What do most folks on here prefer riding, bridleways or trail centres?


----------



## Salty seadog (10 Mar 2018)

I like both.


----------



## ChrisEyles (10 Mar 2018)

Yeah, me too  Probably prefer a long day out with the OS map and a packed lunch if I've got the time though.


----------



## I like Skol (10 Mar 2018)

Looks like you had a fantastic ride? I like both, the trail centres are good up to a point but there is nothing more challenging than riding unknown tracks as you never know what naturally occurring obstacles you will encounter. Some of the most technical and cruel sections I have ever attempted to ride have been out in the real world, constructed by mother nature and the weather!


----------



## Elysian_Roads (10 Mar 2018)

Would vote for both too, @ChrisEyles. New to mountain biking, but it's nice to ride the few miles and back to Swinley Forest on bridleways where possible. Envious of some of your bridleways. Great pictures.


----------



## ChrisEyles (10 Mar 2018)

I like Skol said:


> Looks like you had a fantastic ride? I like both, the trail centres are good up to a point but there is nothing more challenging than riding unknown tracks as you never know what naturally occurring obstacles you will encounter. Some of the most technical and cruel sections I have ever attempted to ride have been out in the real world, constructed by mother nature and the weather!



Yeah, it was awesome  

I personally prefer riding trails I know, otherwise I tend to be a bit over-cautious in case there's something scary around the corner... mind you despite my best attempts I'll never be a technically gifted rider. 

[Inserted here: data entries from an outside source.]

//! Dotted/bracketed paths into values (`foo.bar[0]["baz-qux"]`).

use std::fmt;
use thiserror::Error;

/// One step of a path.
#[derive(Debug, Clone, PartialEq, Eq, Hash)]
pub enum PathSegment {
    /// Map key.
    Key(String),
    /// Array index.
    Index(usize),
}

impl fmt::Display for PathSegment {
    fn fmt(&self, f: &mut fmt::Formatter<'_>) -> fmt::Result {
        match self {
            Self::Key(k) => write!(f, "{k}"),
            Self::Index(i) => write!(f, "[{i}]"),
        }
    }
}

/// Errors raised when parsing or following a path.
#[derive(Debug, Clone, Error, PartialEq, Eq)]
pub enum PathError {
    /// The path text is malformed.
    #[error("invalid path '{path}': {reason}")]
    Syntax {
        /// The raw path.
        path: String,
        /// What went wrong.
        reason: &'static str,
    },

    /// Map lookup failed.
    #[error("key '{0}' not found")]
    KeyNotFound(String),

    /// Array lookup failed.
    #[error("index {index} out of bounds (length {len})")]
    IndexOutOfBounds {
        /// Requested index.
        index: usize,
        /// Array length.
        len: usize,
    },

    /// Key applied to a non-map.
    #[error("cannot look up key '{key}' in {found}")]
    NotAMap {
        /// Requested key.
        key: String,
        /// Type actually found.
        found: &'static str,
    },

    /// Index applied to a non-array.
    #[error("cannot index {found} with [{index}]")]
    NotAnArray {
        /// Requested index.
        index: usize,
        /// Type actually found.
        found: &'static str,
    },
}

/// A parsed path.
#[derive(Debug, Clone, PartialEq, Eq, Default)]
pub struct Path {
    segments: Vec<PathSegment>,
}

impl Path {
    /// Parses a path. The empty string is the root path.
    pub fn parse(raw: &str) -> Result<Self, PathError> {
        let syntax = |reason| PathError::Syntax {
            path: raw.to_string(),
            reason,
        };

        let text = raw.trim();
        let bytes = text.as_bytes();
        let mut segments = Vec::new();
        let mut pos = 0;
        let mut expect_key = true;

        while pos < bytes.len() {
            match bytes[pos] {
                b'.' => {
                    if expect_key {
                        return Err(syntax("empty segment"));
                    }
                    pos += 1;
                    expect_key = true;
                    if pos == bytes.len() {
                        return Err(syntax("trailing '.'"));
                    }
                }
                b'[' => {
                    let close = text[pos..]
                        .find(']')
                        .map(|i| pos + i)
                        .ok_or_else(|| syntax("unclosed '['"))?;
                    let inner = text[pos + 1..close].trim();
                    segments.push(parse_bracket(inner).ok_or_else(|| syntax("invalid index"))?);
                    pos = close + 1;
                    expect_key = false;
                }
                _ => {
                    if !expect_key {
                        return Err(syntax("expected '.' or '['"));
                    }
                    let end = text[pos..]
                        .find(['.', '['])
                        .map_or(bytes.len(), |i| pos + i);
                    let key = text[pos..end].trim();
                    if key.is_empty() {
                        return Err(syntax("empty segment"));
                    }
                    segments.push(PathSegment::Key(key.to_string()));
                    pos = end;
                    expect_key = false;
                }
            }
        }

        Ok(Self { segments })
    }

    /// Creates a path from segments.
    #[must_use]
    pub fn from_segments(segments: Vec<PathSegment>) -> Self {
        Self { segments }
    }

    /// Returns the segments.
    #[must_use]
    pub fn segments(&self) -> &[PathSegment] {
        &self.segments
    }

    /// Returns the first segment, if any.
    #[must_use]
    pub fn first(&self) -> Option<&PathSegment> {
        self.segments.first()
    }

    /// Returns the path without its first segment.
    #[must_use]
    pub fn rest(&self) -> Self {
        Self {
            segments: self.segments.iter().skip(1).cloned().collect(),
        }
    }

    /// Returns true for the root path.
    #[must_use]
    pub fn is_empty(&self) -> bool {
        self.segments.is_empty()
    }
}

impl fmt::Display for Path {
    fn fmt(&self, f: &mut fmt::Formatter<'_>) -> fmt::Result {
        for (i, segment) in self.segments.iter().enumerate() {
            match segment {
                PathSegment::Key(k) if i > 0 => write!(f, ".{k}")?,
                other => write!(f, "{other}")?,
            }
        }
        Ok(())
    }
}

fn parse_bracket(inner: &str) -> Option<PathSegment> {
    let quoted = (inner.starts_with('"') && inner.ends_with('"'))
        || (inner.starts_with('\'') && inner.ends_with('\''));
    if quoted && inner.len() >= 2 {
        return Some(PathSegment::Key(inner[1..inner.len() - 1].to_string()));
    }
    inner.parse::<usize>().ok().map(PathSegment::Index)
}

My all-time favourite section of trail is on Dartmoor from Princetown to Burrator (the "widow maker", though it doesn't really deserve the appellation), a lovely long but not overly steep descent full of chunky rocks and plenty of opportunities to get a bit of air. But it's always nice exploring new areas too.


----------



## Dave 123 (11 Mar 2018)

Living in Cambridgeshire it's bridleways most of the time. The problem round here is the sticky, clingy clay soil. It really is bloody awful. Due to recent rain I chose to go out on my road bike today.

My local trail centre is Thetford Forest. It's ok, but it's a 40 minute drive for me. The plus about Thetford is that it's flint and sand, so it drains well.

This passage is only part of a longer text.